Stored entries:
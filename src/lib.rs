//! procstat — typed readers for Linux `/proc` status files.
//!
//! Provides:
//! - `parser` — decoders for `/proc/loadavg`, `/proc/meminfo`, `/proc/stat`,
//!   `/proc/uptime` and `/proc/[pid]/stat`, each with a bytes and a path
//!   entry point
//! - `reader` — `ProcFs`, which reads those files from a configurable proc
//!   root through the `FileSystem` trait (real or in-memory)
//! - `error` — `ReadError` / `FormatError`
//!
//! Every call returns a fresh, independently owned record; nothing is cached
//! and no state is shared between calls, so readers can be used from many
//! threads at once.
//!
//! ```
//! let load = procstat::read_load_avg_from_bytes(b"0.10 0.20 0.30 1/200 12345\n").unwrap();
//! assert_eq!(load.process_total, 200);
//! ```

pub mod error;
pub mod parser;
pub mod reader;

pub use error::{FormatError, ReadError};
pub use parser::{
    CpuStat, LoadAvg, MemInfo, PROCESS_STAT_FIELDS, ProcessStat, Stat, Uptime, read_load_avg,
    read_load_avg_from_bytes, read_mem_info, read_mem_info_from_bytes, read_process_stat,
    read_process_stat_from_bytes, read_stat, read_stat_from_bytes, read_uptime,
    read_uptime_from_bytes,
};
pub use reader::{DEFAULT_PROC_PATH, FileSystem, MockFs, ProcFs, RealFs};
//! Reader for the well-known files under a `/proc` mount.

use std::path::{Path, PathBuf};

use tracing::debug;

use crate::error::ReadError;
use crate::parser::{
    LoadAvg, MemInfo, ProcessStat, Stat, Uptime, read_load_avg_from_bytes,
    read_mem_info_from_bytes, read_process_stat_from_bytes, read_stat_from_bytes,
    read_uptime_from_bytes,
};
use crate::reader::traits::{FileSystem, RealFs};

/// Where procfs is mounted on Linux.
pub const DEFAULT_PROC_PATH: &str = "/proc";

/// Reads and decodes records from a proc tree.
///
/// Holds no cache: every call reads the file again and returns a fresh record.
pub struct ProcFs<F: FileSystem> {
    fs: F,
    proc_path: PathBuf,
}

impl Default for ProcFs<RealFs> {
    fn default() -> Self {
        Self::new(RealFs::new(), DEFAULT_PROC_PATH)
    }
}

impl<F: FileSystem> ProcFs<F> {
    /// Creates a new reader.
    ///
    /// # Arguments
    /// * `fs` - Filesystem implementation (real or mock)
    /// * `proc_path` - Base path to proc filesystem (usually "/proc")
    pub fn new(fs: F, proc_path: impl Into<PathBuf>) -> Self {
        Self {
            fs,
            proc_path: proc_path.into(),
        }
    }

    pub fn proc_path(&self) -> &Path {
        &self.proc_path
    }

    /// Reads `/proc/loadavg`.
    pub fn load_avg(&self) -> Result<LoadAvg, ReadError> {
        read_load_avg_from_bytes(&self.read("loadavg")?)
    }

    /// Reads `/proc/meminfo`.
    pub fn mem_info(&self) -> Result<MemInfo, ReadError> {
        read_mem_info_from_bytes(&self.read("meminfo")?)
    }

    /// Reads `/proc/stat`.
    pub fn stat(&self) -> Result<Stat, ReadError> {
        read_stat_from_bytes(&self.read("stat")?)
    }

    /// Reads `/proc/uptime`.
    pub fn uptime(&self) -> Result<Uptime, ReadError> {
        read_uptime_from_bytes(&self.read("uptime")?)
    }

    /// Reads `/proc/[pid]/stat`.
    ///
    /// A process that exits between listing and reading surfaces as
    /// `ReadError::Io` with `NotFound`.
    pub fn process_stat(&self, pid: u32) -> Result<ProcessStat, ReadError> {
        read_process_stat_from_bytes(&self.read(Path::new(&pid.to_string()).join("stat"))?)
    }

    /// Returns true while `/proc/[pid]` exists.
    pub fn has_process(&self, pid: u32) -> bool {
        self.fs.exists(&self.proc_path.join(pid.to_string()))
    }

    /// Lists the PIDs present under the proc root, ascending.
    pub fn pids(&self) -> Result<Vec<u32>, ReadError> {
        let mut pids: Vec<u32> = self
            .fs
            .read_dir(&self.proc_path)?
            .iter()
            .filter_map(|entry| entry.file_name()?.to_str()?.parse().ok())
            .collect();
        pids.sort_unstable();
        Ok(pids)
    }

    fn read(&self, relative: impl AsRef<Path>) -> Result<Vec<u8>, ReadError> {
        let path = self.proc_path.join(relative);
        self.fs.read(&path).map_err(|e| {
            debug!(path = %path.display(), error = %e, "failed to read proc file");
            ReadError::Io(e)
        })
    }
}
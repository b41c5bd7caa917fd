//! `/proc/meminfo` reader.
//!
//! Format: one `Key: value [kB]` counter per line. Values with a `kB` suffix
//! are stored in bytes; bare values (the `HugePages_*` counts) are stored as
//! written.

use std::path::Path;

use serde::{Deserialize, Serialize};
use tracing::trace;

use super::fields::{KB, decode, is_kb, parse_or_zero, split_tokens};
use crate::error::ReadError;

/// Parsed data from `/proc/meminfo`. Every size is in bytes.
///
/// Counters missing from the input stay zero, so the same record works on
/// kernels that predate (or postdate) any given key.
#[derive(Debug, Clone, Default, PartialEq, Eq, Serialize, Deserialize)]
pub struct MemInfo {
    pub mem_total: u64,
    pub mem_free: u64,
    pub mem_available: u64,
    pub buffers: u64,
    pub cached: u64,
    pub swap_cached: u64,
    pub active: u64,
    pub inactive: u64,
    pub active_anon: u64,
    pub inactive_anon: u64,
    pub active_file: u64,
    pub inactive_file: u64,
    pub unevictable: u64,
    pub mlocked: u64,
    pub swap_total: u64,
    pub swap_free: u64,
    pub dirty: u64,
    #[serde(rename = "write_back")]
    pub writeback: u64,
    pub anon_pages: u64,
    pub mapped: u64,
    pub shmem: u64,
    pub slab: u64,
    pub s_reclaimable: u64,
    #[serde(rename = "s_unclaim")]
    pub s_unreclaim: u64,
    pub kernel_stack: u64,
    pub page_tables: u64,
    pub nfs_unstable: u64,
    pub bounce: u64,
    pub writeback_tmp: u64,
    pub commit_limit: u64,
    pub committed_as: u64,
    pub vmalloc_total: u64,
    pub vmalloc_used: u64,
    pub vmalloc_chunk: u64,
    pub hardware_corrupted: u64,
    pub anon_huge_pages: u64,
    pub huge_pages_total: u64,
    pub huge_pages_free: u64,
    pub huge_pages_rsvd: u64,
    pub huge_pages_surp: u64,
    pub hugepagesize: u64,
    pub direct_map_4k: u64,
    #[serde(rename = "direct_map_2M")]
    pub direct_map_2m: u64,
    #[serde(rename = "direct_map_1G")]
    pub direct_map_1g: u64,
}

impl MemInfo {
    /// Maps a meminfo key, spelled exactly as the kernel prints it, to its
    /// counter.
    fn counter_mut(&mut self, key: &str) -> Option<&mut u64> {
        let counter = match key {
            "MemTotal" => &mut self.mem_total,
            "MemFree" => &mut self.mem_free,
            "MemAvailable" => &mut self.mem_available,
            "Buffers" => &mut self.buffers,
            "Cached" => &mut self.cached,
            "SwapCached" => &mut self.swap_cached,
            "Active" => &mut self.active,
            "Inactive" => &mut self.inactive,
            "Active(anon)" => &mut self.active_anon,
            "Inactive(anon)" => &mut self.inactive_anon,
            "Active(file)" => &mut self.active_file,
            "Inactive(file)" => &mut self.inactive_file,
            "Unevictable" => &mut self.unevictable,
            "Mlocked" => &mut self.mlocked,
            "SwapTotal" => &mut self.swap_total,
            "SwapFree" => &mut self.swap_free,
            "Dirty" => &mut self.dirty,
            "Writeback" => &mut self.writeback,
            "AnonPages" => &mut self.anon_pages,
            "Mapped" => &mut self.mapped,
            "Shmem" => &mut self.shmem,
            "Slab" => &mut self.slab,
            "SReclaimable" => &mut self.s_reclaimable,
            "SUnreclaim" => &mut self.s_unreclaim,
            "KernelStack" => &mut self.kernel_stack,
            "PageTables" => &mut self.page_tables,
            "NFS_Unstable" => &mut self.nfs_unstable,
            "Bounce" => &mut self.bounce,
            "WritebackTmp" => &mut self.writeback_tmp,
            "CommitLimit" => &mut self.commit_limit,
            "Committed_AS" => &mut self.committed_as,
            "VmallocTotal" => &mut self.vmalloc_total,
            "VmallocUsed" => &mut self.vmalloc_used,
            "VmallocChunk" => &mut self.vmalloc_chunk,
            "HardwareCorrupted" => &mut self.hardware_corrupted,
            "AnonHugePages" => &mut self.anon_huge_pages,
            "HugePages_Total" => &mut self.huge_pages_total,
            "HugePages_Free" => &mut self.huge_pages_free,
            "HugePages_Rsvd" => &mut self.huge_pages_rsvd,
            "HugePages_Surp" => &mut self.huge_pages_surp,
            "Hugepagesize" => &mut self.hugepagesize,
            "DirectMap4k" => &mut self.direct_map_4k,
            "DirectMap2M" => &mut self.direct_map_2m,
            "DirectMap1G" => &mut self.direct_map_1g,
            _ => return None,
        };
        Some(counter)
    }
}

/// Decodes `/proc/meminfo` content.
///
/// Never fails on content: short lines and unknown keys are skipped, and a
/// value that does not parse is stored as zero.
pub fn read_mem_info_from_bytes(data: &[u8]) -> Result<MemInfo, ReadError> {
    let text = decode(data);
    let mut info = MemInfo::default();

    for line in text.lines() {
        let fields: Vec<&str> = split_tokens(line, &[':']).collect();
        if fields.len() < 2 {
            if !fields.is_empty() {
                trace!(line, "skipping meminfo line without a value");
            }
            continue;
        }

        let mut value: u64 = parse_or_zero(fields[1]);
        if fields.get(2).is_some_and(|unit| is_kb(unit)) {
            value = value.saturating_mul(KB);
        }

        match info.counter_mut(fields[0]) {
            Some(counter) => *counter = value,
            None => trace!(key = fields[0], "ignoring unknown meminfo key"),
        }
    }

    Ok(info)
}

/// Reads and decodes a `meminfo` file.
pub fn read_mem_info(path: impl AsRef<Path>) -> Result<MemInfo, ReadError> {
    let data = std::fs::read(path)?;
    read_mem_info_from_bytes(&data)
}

◆ Exercise description
Every line above that holds the string "match" should be returned.

◆ Task solution
        let counter = match key {
        match info.counter_mut(fields[0]) {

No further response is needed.